Senator Elizabeth Warren Calls for Antitrust Investigation into Domain Registrar Verisign

Elizabeth Warren
Sen. Elizabeth Warren speaks on lowering costs and battling greedflation. Ambler, PA – Sept. 20, 2024. File photo: OogImages, licensed.

WASHINGON, D.C. – Senator Elizabeth Warren (D-MA) is claiming that internet domain registrar Verisign is a “monopoly” and is subsequently demanding that an antitrust investigation be carried out against the company.

Working in conjunction with Rep. Jerry Nadler (D-NY), Warren sent a letter last week to the National Telecommunications and Information Administration (NTIA) that accuses the top-level domain (TLD) market of being tightly controlled by Verisign, whom she claims unfairly prevents competition when it comes to the coveted “.com” domain.

Indeed, Warren said, if you want a .com domain, it’s Verisign – and Verisign only – that you must pay the annual renewal fee to.
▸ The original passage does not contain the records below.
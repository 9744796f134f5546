use graphwalk_core::graph::{bfs, build_adjacency, dfs, find_articulation_points, find_connected_components};
use graphwalk_core::playback::FrontierReplay;
use graphwalk_core::{Algorithm, reconstruct_frontier};
use proptest::prelude::*;

use generators::*;

proptest! {
    #![proptest_config(proptest::test_runner::Config::with_cases(512))]

    // Coverage
    #[test]
    fn traversals_visit_every_node_once((graph, start) in arb_graph_with_start(), directed in any::<bool>()) {
        for order in [
            bfs(&graph.nodes, &graph.edges, Some(&start), directed),
            dfs(&graph.nodes, &graph.edges, Some(&start), directed),
        ] {
            let mut sorted = order.clone();
            sorted.sort_unstable();
            prop_assert_eq!(sorted, graph.sorted_ids());
        }
    }

    #[test]
    fn traversal_starts_at_start_or_first_node((graph, start) in arb_graph_with_start()) {
        let order = bfs(&graph.nodes, &graph.edges, Some(&start), false);
        let expected = if graph.ids().contains(&start) { Some(start) } else { graph.ids().first().copied() };
        prop_assert_eq!(order.first().copied(), expected);
    }

    // Partition
    #[test]
    fn components_partition_the_node_set(graph in arb_multigraph()) {
        let components = find_connected_components(&graph.nodes, &graph.edges);
        prop_assert!(components.iter().all(|c| !c.is_empty()));

        let mut members: Vec<u32> = components.concat();
        members.sort_unstable();
        prop_assert_eq!(members, graph.sorted_ids());
        prop_assert_eq!(components.len(), graph.oracle_components_without(None));
    }

    // Articulation correctness
    #[test]
    fn articulation_points_match_removal_oracle(graph in arb_simple_graph()) {
        let points = find_articulation_points(&graph.nodes, &graph.edges);
        let base = graph.oracle_components_without(None);
        for id in graph.ids() {
            let after = graph.oracle_components_without(Some(id));
            prop_assert_eq!(points.contains(&id), after > base, "node {}", id);
        }
    }

    #[test]
    fn articulation_points_ignore_loops_and_parallel_edges(graph in arb_multigraph()) {
        let points = find_articulation_points(&graph.nodes, &graph.edges);
        let base = graph.oracle_components_without(None);
        for id in graph.ids() {
            prop_assert_eq!(points.contains(&id), graph.oracle_components_without(Some(id)) > base);
        }
    }

    // Determinism
    #[test]
    fn repeated_calls_agree((graph, start) in arb_graph_with_start(), directed in any::<bool>()) {
        prop_assert_eq!(
            bfs(&graph.nodes, &graph.edges, Some(&start), directed),
            bfs(&graph.nodes, &graph.edges, Some(&start), directed)
        );
        prop_assert_eq!(
            dfs(&graph.nodes, &graph.edges, Some(&start), directed),
            dfs(&graph.nodes, &graph.edges, Some(&start), directed)
        );
        prop_assert_eq!(
            find_connected_components(&graph.nodes, &graph.edges),
            find_connected_components(&graph.nodes, &graph.edges)
        );
        prop_assert_eq!(
            find_articulation_points(&graph.nodes, &graph.edges),
            find_articulation_points(&graph.nodes, &graph.edges)
        );
    }

    // Frontier replay idempotence
    #[test]
    fn replay_from_scratch_matches_incremental_simulation(
        (graph, start) in arb_graph_with_start(),
        directed in any::<bool>(),
        dfs_kind in any::<bool>(),
    ) {
        let kind = if dfs_kind { Algorithm::Dfs } else { Algorithm::Bfs };
        let order = graphwalk_core::traverse(kind, &graph.nodes, &graph.edges, Some(&start), directed);
        let adjacency = build_adjacency(&graph.nodes, &graph.edges, directed);
        let mut replay = FrontierReplay::new(&adjacency, &order, kind);

        for step in 1..=order.len() + 1 {
            prop_assert_eq!(
                reconstruct_frontier(&order, step, &graph.nodes, &graph.edges, directed, kind),
                replay.open(),
                "step {}", step
            );
            replay.advance();
        }
    }

    #[test]
    fn bfs_replay_removes_nodes_in_bfs_order((graph, start) in arb_graph_with_start(), directed in any::<bool>()) {
        let order = bfs(&graph.nodes, &graph.edges, Some(&start), directed);
        let adjacency = build_adjacency(&graph.nodes, &graph.edges, directed);
        let mut replay = FrontierReplay::new(&adjacency, &order, Algorithm::Bfs);
        let removed: Vec<u32> = std::iter::from_fn(|| replay.advance()).collect();
        prop_assert_eq!(removed, order);
    }

    #[test]
    fn replay_processes_every_node_once((graph, start) in arb_graph_with_start(), directed in any::<bool>()) {
        let order = dfs(&graph.nodes, &graph.edges, Some(&start), directed);
        let adjacency = build_adjacency(&graph.nodes, &graph.edges, directed);
        let mut replay = FrontierReplay::new(&adjacency, &order, Algorithm::Dfs);
        let mut removed: Vec<u32> = std::iter::from_fn(|| replay.advance()).collect();
        removed.sort_unstable();
        prop_assert_eq!(removed, graph.sorted_ids());
    }
}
Verisign has squeezed customers to enrich its investors while doing little to improve service,” Warren and Nadler said in their joint letter to the NTIA. “Verisign is ripping off the owners of 150 million .com websites by charging over $10 annually for each .com registration, making over $1 billion with its predatory pricing scheme that the Company then uses to pad its shareholders’ pockets.”

Warren and Nadler allege that Verisign’s stranglehold over the .com domain grew tighter following loosened regulations during the Trump Administration that allowed the company to hike its fees by over 30 percent.
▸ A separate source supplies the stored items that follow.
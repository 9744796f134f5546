#![no_main]

use graphwalk_core::graph::{bfs, dfs, find_articulation_points, find_connected_components};
use graphwalk_core::GraphSnapshot;
use libfuzzer_sys::fuzz_target;

// Arbitrary JSON must either be rejected or analysed without panicking,
// dangling edge endpoints included.
fuzz_target!(|data: &[u8]| {
    let Ok(text) = std::str::from_utf8(data) else {
        return;
    };
    let Ok(g) = GraphSnapshot::from_json_str(text) else {
        return;
    };

    let start = g.nodes.first().map(|n| &n.id);
    let order = bfs(&g.nodes, &g.edges, start, g.directed);
    let _ = dfs(&g.nodes, &g.edges, start, g.directed);
    let components = find_connected_components(&g.nodes, &g.edges);
    let _ = find_articulation_points(&g.nodes, &g.edges);

    assert_eq!(order.is_empty(), g.nodes.is_empty());
    assert!(components.iter().all(|c| !c.is_empty()));
});
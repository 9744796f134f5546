//! `gw frontier`: the open queue or stack at one playback step.

use std::collections::HashSet;

use anyhow::Result;
use clap::Args;
use graphwalk_core::{Algorithm, NodeId, reconstruct_frontier, traverse};
use serde::Serialize;

use super::{CommandContext, LoadedGraph};
use crate::output::{OutputMode, join, pretty_kv, pretty_section, render_mode};

#[derive(Args, Debug)]
pub struct FrontierArgs {
    /// Traversal kind; defaults to `[traversal] algorithm` from `.graphwalk.toml`.
    #[arg(short, long)]
    pub algorithm: Option<Algorithm>,

    /// Number of nodes revealed so far (0 = nothing started).
    #[arg(short = 'k', long)]
    pub step: usize,

    /// Start node id.
    #[arg(short, long, value_parser = super::parse_node_id)]
    pub start: Option<NodeId>,
}

#[derive(Debug, Serialize)]
pub struct FrontierReport {
    pub algorithm: Algorithm,
    /// `queue` for BFS, `stack` for DFS.
    pub structure: &'static str,
    pub step: usize,
    pub visited: Vec<NodeId>,
    pub frontier: Vec<NodeId>,
}

pub fn run_frontier(args: &FrontierArgs, ctx: &CommandContext) -> Result<()> {
    let graph = ctx.load_graph()?;
    let g = &graph.snapshot;
    let algorithm = args.algorithm.unwrap_or(ctx.config.traversal.algorithm);

    let order = traverse(algorithm, &g.nodes, &g.edges, args.start.as_ref(), graph.directed);
    let revealed = args.step.saturating_sub(1).min(order.len());
    let visited = order[..revealed].to_vec();
    let report = FrontierReport {
        algorithm,
        structure: algorithm.frontier_name(),
        step: args.step,
        frontier: open_nodes(algorithm, &order, args.step, &visited, &graph),
        visited,
    };

    render_report(ctx.output, &report)
}

/// Replayed open list at `step` with the processed prefix removed.
fn open_nodes(algorithm: Algorithm, order: &[NodeId], step: usize, visited: &[NodeId], graph: &LoadedGraph) -> Vec<NodeId> {
    let g = &graph.snapshot;
    let seen: HashSet<&NodeId> = visited.iter().collect();
    reconstruct_frontier(order, step, &g.nodes, &g.edges, graph.directed, algorithm)
        .into_iter()
        .filter(|id| !seen.contains(id))
        .collect()
}

fn render_report(mode: OutputMode, report: &FrontierReport) -> Result<()> {
    render_mode(
        mode,
        report,
        |r, w| writeln!(w, "{}", join(&r.frontier, " ")),
        |r, w| {
            pretty_section(w, &format!("{} {} at step {}", r.algorithm.name(), r.structure, r.step))?;
            pretty_kv(w, "Processed", join(&r.visited, ", "))?;
            pretty_kv(w, "Frontier", if r.frontier.is_empty() { "(empty)".to_string() } else { join(&r.frontier, ", ") })
        },
    )
}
The American Economic Liberties Project and other organizations have also been critical of Verisign, and have called up the NTIA and the Justice Department to not renew the no-bid contract they have with the registrar due to its purported ironclad grip upon the TLD industry.

Verisign is a prime example of an economic termite, and has used its government-approved monopoly over domains to hike prices with no justification for far too long,” said American Economic Liberties Project Research Manager Laurel Kilgour.

Verisign has refuted the allegations in its blog, claiming that there is no monopoly of the .com domain and that the arguments against the company are comprised of “factual inaccuracies, a misunderstanding of core technical concepts, and misinterpretations regarding pricing, competition and market dynamics in the domain name industry.”

2 Comments

  1. November 28, 2024 at 5:50 pm

    Hmm, Verisign is a registry, not a registrar. Maybe the original post was updated, as it now says “Warren Accuses Verisign of Web Domain Registration Monopoly “.

  2. One Dude
    December 1, 2024 at 12:43 pm

    Ouch. There’s only one thing in the universe that is certainly infinite, said a wise man.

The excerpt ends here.